> _What to do_:
Return verbatim all lines from the first one in the records to the line with "is over, and", both ends kept.

> _Stored data_:
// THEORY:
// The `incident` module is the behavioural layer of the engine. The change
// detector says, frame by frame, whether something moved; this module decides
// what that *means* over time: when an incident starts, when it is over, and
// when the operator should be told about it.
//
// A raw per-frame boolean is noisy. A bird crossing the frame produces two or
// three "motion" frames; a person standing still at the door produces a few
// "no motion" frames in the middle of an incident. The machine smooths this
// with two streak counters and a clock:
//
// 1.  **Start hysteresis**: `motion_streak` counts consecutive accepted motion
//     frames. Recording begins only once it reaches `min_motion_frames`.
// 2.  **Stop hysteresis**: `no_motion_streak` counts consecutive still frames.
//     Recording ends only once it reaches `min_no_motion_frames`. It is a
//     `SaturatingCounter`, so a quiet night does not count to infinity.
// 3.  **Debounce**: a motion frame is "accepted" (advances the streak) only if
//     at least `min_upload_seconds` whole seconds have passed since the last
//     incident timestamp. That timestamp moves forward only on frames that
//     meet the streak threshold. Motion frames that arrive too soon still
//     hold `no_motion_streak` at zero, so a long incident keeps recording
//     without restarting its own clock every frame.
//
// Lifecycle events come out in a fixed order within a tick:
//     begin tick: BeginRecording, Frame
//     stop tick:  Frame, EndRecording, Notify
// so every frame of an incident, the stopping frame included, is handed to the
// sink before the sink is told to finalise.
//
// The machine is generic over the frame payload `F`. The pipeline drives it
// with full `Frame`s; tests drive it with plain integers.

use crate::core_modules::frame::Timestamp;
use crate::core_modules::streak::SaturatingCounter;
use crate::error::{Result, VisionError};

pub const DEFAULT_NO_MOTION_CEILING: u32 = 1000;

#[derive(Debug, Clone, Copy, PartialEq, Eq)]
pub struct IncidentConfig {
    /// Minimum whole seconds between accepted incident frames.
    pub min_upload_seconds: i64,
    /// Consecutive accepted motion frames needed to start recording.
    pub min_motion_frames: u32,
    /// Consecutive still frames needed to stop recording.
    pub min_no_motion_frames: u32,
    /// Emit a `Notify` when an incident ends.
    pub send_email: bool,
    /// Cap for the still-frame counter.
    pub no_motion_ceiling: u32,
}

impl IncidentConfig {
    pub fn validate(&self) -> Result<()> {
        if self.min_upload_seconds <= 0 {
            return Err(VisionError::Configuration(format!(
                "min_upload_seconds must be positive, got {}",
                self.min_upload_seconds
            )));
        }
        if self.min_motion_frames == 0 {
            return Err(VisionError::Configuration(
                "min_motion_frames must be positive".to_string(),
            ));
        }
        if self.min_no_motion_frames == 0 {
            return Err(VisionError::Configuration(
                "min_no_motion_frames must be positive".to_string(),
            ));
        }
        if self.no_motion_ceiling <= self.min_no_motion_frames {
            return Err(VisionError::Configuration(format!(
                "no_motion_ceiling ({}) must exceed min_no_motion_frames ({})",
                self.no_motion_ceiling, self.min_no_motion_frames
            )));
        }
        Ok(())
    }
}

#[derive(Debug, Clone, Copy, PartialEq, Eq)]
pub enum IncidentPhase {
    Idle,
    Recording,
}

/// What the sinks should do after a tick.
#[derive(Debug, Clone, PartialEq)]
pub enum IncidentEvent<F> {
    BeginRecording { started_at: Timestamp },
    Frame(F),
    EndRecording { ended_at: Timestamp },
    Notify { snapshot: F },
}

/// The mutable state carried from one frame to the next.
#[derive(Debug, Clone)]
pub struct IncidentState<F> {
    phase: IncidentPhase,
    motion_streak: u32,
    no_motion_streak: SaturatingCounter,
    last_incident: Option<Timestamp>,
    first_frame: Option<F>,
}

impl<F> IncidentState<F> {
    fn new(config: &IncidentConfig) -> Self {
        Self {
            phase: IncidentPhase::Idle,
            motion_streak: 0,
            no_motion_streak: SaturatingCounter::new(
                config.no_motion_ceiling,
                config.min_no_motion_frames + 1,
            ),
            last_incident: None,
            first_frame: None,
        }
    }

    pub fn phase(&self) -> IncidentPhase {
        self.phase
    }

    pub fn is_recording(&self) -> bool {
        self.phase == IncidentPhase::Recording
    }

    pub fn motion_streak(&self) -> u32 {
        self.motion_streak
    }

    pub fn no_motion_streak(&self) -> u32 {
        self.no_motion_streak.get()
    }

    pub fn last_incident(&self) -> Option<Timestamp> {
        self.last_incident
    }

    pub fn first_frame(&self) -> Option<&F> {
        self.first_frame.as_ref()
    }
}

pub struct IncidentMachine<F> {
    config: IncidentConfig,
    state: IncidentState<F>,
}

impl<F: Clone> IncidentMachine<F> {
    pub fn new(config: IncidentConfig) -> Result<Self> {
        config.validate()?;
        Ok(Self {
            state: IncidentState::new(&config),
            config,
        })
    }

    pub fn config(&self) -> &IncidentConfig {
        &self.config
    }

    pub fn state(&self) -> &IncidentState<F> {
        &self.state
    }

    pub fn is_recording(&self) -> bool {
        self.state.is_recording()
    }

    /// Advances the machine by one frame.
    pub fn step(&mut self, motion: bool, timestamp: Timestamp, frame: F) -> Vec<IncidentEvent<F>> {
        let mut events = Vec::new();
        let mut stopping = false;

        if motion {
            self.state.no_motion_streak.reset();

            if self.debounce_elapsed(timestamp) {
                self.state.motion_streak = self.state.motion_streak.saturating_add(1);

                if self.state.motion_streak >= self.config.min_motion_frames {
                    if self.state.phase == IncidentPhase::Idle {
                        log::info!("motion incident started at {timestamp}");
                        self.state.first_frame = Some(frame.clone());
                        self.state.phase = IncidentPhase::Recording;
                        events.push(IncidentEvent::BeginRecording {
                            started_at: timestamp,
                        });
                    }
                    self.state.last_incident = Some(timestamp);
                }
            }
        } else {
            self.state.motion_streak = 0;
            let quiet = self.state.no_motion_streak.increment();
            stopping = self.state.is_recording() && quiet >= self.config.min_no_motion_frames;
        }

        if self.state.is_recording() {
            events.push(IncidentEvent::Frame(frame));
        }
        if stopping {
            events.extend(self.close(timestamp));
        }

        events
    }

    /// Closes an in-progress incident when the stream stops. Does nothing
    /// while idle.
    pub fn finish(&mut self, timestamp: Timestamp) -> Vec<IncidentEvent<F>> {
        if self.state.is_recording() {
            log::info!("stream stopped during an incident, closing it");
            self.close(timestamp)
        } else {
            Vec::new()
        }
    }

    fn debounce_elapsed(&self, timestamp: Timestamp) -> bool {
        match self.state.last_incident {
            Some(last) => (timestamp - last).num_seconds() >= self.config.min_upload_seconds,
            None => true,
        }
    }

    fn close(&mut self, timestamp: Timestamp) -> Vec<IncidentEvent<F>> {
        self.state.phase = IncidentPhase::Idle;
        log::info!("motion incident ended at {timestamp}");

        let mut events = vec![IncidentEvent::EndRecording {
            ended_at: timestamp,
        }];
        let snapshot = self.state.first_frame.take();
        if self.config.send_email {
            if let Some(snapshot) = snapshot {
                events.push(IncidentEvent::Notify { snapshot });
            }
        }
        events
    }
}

> _Task solution_:
// THEORY:
// The `incident` module is the behavioural layer of the engine. The change
// detector says, frame by frame, whether something moved; this module decides
// what that *means* over time: when an incident starts, when it is over, and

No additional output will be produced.